O filme de 1982 é sombrio, enigmático e melancólico, traz questões como o que é ser humano, a fluidez do tempo, da vida, o real e o simulacro, ou real e virtual, luta de classes e uma visão distopia e pessimista sobre o futuro, sobre o meio ambiente e, principalmente sobre a vida.
Existe mais de uma versão do filme, na lançada para os cinemas os produtores inseriram uma cena final mais otimista, narração em off com a voz de Ford para explicar didaticamente o filme, que para eles era confuso, e foi removida cenas, como a do sonho com unicórnio que leva a dúvida se o protagonista também não era um replicante. Na década de 1990 é lançada a versão do diretor sem essa narração, sem a cena final piegas e otimista e com o sonho do unicórnio, é essa versão que é a base da continuação da obra intitulada Blade Runner 2049.
Blade Runner 2049 é dirigida pelo canadense Denis Villeneuve, o filme é mais claro, ensolarado do que a obra original, logo, menos melancólica e com um final mais otimista, porém, essa continuação mantém o ar sombrio, traz uma Los Angeles degrada, cheia de lixo em sua periferia, noites chuvosas, a cena diurna tem um aspectos menos noir, com uma fotografia deslumbrante; mesmo assim ainda mantém o ar decadente e insalubre da cidade distópica.
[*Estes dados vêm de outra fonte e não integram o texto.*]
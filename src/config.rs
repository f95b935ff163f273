//! Runtime configuration.
//!
//! Settings are layered: built-in defaults, then an optional TOML file,
//! then `AURALINK__*` environment variables (e.g.
//! `AURALINK__BROKER__URL=wss://host:8884/mqtt`), then CLI overrides
//! applied by the binary.
//!
//! ```toml
//! window_size = 20
//!
//! [broker]
//! url = "wss://broker.example.com:8884/mqtt"
//! username = "dashboard"
//! password = "secret"
//!
//! [topics]
//! temperature = "esp32/sensors/temperature"
//! presence = "auralink/dashboard/status"
//!
//! [session]
//! dir = "/tmp/auralink"
//! stale_threshold_ms = 15000
//! heartbeat_interval_ms = 10000
//! ```

use std::path::{Path, PathBuf};
use std::time::Duration;

use auralink_types::{AuxChannel, SensorKey, DEFAULT_HEARTBEAT_INTERVAL_MS, DEFAULT_STALE_THRESHOLD_MS};
use config::{Config, Environment, File};
use serde::Deserialize;

use crate::connection::{Credentials, ManagerConfig, TransportOptions, DEFAULT_CLIENT_ID};
use crate::data::DEFAULT_WINDOW_SIZE;
use crate::error::ConfigError;
use crate::router::TopicMap;

/// Broker endpoint and transport timings.
#[derive(Debug, Clone, PartialEq, Eq, Deserialize)]
#[serde(default)]
pub struct BrokerSettings {
    pub url: String,
    pub client_id: String,
    pub username: Option<String>,
    pub password: Option<String>,
    pub keep_alive_secs: u64,
    pub connect_timeout_secs: u64,
    pub reconnect_period_secs: u64,
}

impl Default for BrokerSettings {
    fn default() -> Self {
        Self {
            url: "mqtt://localhost:1883".to_string(),
            client_id: DEFAULT_CLIENT_ID.to_string(),
            username: None,
            password: None,
            keep_alive_secs: 30,
            connect_timeout_secs: 10,
            reconnect_period_secs: 10,
        }
    }
}

/// Topic names, one per channel.
#[derive(Debug, Clone, PartialEq, Eq, Deserialize)]
#[serde(default)]
pub struct TopicSettings {
    pub temperature: String,
    pub humidity: String,
    pub air_quality: String,
    pub led: String,
    pub display: String,
    pub email_summary: String,
    pub presence: String,
    pub control: String,
}

impl Default for TopicSettings {
    fn default() -> Self {
        Self {
            temperature: "esp32/sensors/temperature".to_string(),
            humidity: "esp32/sensors/humidity".to_string(),
            air_quality: "esp32/sensors/mq135".to_string(),
            led: "esp32/sensors/led".to_string(),
            display: "esp32/display".to_string(),
            email_summary: "esp32/email_summary".to_string(),
            presence: "auralink/dashboard/status".to_string(),
            control: "esp32/control".to_string(),
        }
    }
}

/// Session lease storage and timing.
#[derive(Debug, Clone, PartialEq, Eq, Deserialize)]
#[serde(default)]
pub struct SessionSettings {
    /// Directory shared by every dashboard process on this host.
    pub dir: PathBuf,
    pub stale_threshold_ms: u64,
    pub heartbeat_interval_ms: u64,
}

impl Default for SessionSettings {
    fn default() -> Self {
        Self {
            dir: std::env::temp_dir().join("auralink"),
            stale_threshold_ms: DEFAULT_STALE_THRESHOLD_MS,
            heartbeat_interval_ms: DEFAULT_HEARTBEAT_INTERVAL_MS,
        }
    }
}

/// Delays in the connection sequence.
#[derive(Debug, Clone, PartialEq, Eq, Deserialize)]
#[serde(default)]
pub struct TimingSettings {
    /// Wait before the first connect.
    pub startup_delay_ms: u64,
    pub subscribe_delay_ms: u64,
    pub stabilize_delay_ms: u64,
    /// Time given to the transport to flush cleanup publishes on shutdown.
    pub shutdown_grace_ms: u64,
}

impl Default for TimingSettings {
    fn default() -> Self {
        Self {
            startup_delay_ms: 500,
            subscribe_delay_ms: 1_000,
            stabilize_delay_ms: 3_000,
            shutdown_grace_ms: 100,
        }
    }
}

/// Complete dashboard configuration.
#[derive(Debug, Clone, PartialEq, Eq, Deserialize)]
#[serde(default)]
pub struct Settings {
    pub broker: BrokerSettings,
    pub topics: TopicSettings,
    pub session: SessionSettings,
    pub timing: TimingSettings,
    /// Number of time slots kept for charting.
    pub window_size: usize,
}

impl Default for Settings {
    fn default() -> Self {
        Self {
            broker: BrokerSettings::default(),
            topics: TopicSettings::default(),
            session: SessionSettings::default(),
            timing: TimingSettings::default(),
            window_size: DEFAULT_WINDOW_SIZE,
        }
    }
}

impl Settings {
    /// Load from an optional file plus the environment, then validate.
    pub fn load(path: Option<&Path>) -> Result<Self, ConfigError> {
        Self::load_from(path, Self::environment())
    }

    /// `AURALINK__SECTION__KEY` variables, e.g. `AURALINK__BROKER__URL`.
    fn environment() -> Environment {
        Environment::with_prefix("AURALINK")
            .prefix_separator("__")
            .separator("__")
    }

    fn load_from(path: Option<&Path>, env: Environment) -> Result<Self, ConfigError> {
        let mut builder = Config::builder();
        if let Some(path) = path {
            builder = builder.add_source(File::from(path));
        }
        let settings: Settings = builder.add_source(env).build()?.try_deserialize()?;
        settings.validate()?;
        Ok(settings)
    }

    /// Check cross-field constraints.
    pub fn validate(&self) -> Result<(), ConfigError> {
        if self.session.heartbeat_interval_ms == 0 {
            return Err(ConfigError::Invalid {
                key: "session.heartbeat_interval_ms",
                reason: "must be greater than zero".to_string(),
            });
        }
        // A heartbeat at or beyond the threshold lets our own lease go stale
        if self.session.heartbeat_interval_ms >= self.session.stale_threshold_ms {
            return Err(ConfigError::Invalid {
                key: "session.heartbeat_interval_ms",
                reason: format!(
                    "{}ms must be less than the stale threshold of {}ms",
                    self.session.heartbeat_interval_ms, self.session.stale_threshold_ms
                ),
            });
        }
        if self.window_size == 0 {
            return Err(ConfigError::Invalid {
                key: "window_size",
                reason: "must be at least 1".to_string(),
            });
        }
        if self.broker.url.trim().is_empty() {
            return Err(ConfigError::Invalid {
                key: "broker.url",
                reason: "must not be empty".to_string(),
            });
        }
        if self.broker.password.is_some() && self.broker.username.is_none() {
            return Err(ConfigError::Invalid {
                key: "broker.password",
                reason: "set without a username".to_string(),
            });
        }
        Ok(())
    }

    /// Topic routing table.
    pub fn topic_map(&self) -> TopicMap {
        let t = &self.topics;
        TopicMap::new()
            .sensor(&t.temperature, SensorKey::Temperature)
            .sensor(&t.humidity, SensorKey::Humidity)
            .sensor(&t.air_quality, SensorKey::AirQuality)
            .aux(&t.led, AuxChannel::Led)
            .aux(&t.display, AuxChannel::Display)
            .aux(&t.email_summary, AuxChannel::EmailSummary)
    }

    pub fn manager_config(&self) -> ManagerConfig {
        ManagerConfig {
            subscribe_topics: self.topic_map().topics(),
            presence_topic: self.topics.presence.clone(),
            control_topic: self.topics.control.clone(),
            subscribe_delay: Duration::from_millis(self.timing.subscribe_delay_ms),
            stabilize_delay: Duration::from_millis(self.timing.stabilize_delay_ms),
            heartbeat_interval: Duration::from_millis(self.session.heartbeat_interval_ms),
        }
    }

    pub fn transport_options(&self) -> TransportOptions {
        let mut options = TransportOptions::new(&self.broker.url, &self.topics.presence);
        options.client_id = self.broker.client_id.clone();
        options.keep_alive = Duration::from_secs(self.broker.keep_alive_secs);
        options.connect_timeout = Duration::from_secs(self.broker.connect_timeout_secs);
        options.reconnect_period = Duration::from_secs(self.broker.reconnect_period_secs);
        options.credentials = self.broker.username.as_ref().map(|username| Credentials {
            username: username.clone(),
            password: self.broker.password.clone().unwrap_or_default(),
        });
        options
    }

    pub fn stale_threshold(&self) -> Duration {
        Duration::from_millis(self.session.stale_threshold_ms)
    }

    pub fn startup_delay(&self) -> Duration {
        Duration::from_millis(self.timing.startup_delay_ms)
    }

    pub fn shutdown_grace(&self) -> Duration {
        Duration::from_millis(self.timing.shutdown_grace_ms)
    }
}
Na história desse filme temos o Blade Runner K, que ao remover um replicante acaba descobrindo um segredo que pode mudar a relação entre humanos e replicantes, esses agora fabricados por uma nova empresa e com nova tecnologia; esse segredo faz com o protagonista mergulhe em uma investigação que o leva a questionar sua subjetividade, assim como Deckard no primeiro filme. Temos aqui também o romance entre humano e máquina, intrigas, segredos, e desfechos surpreendentes, e claro, o segredo que é o estopim do filme tem ligação com o personagem de Deckard, que aparece no final da segunda metade da obra fazendo um link com o primeiro filme.

A priori Blade Runner não deixa brechas para continuação, o final da versão do diretor, que é mesma do corte final de 2007, é propositalmente enigmática, pois nos leva a refletir sobre o destino dos personagens fugitivos e seu tempo de vida. Mesmo assim criaram com criatividade uma sequência bonita, que tem o ar existencialista, porém não traz aquele embate de luta de classes que tem o primeiro, a melancolia sombria technoir, mesmo fazendo referência a esses.  Blade Runner 2049 é um filme homenagem, e ao mesmo tempo uma obra fruto de seu tempo, das inquietações nesse século XXI, desse regime de acumulação do capital, das lutas classistas, do pessimismo em relação ao eclipse da razão que tem sido essa marcha de progresso tecnológico e regresso humano. O cinema cyberpunk continua sendo uma saída crítica para refletir sobre tecnologia, política e a alma humana, mesmo de forma pessimista, ou seria apenas uma forma crítica de ver as sombras de dominação e exploração atuais projetadas no futuro?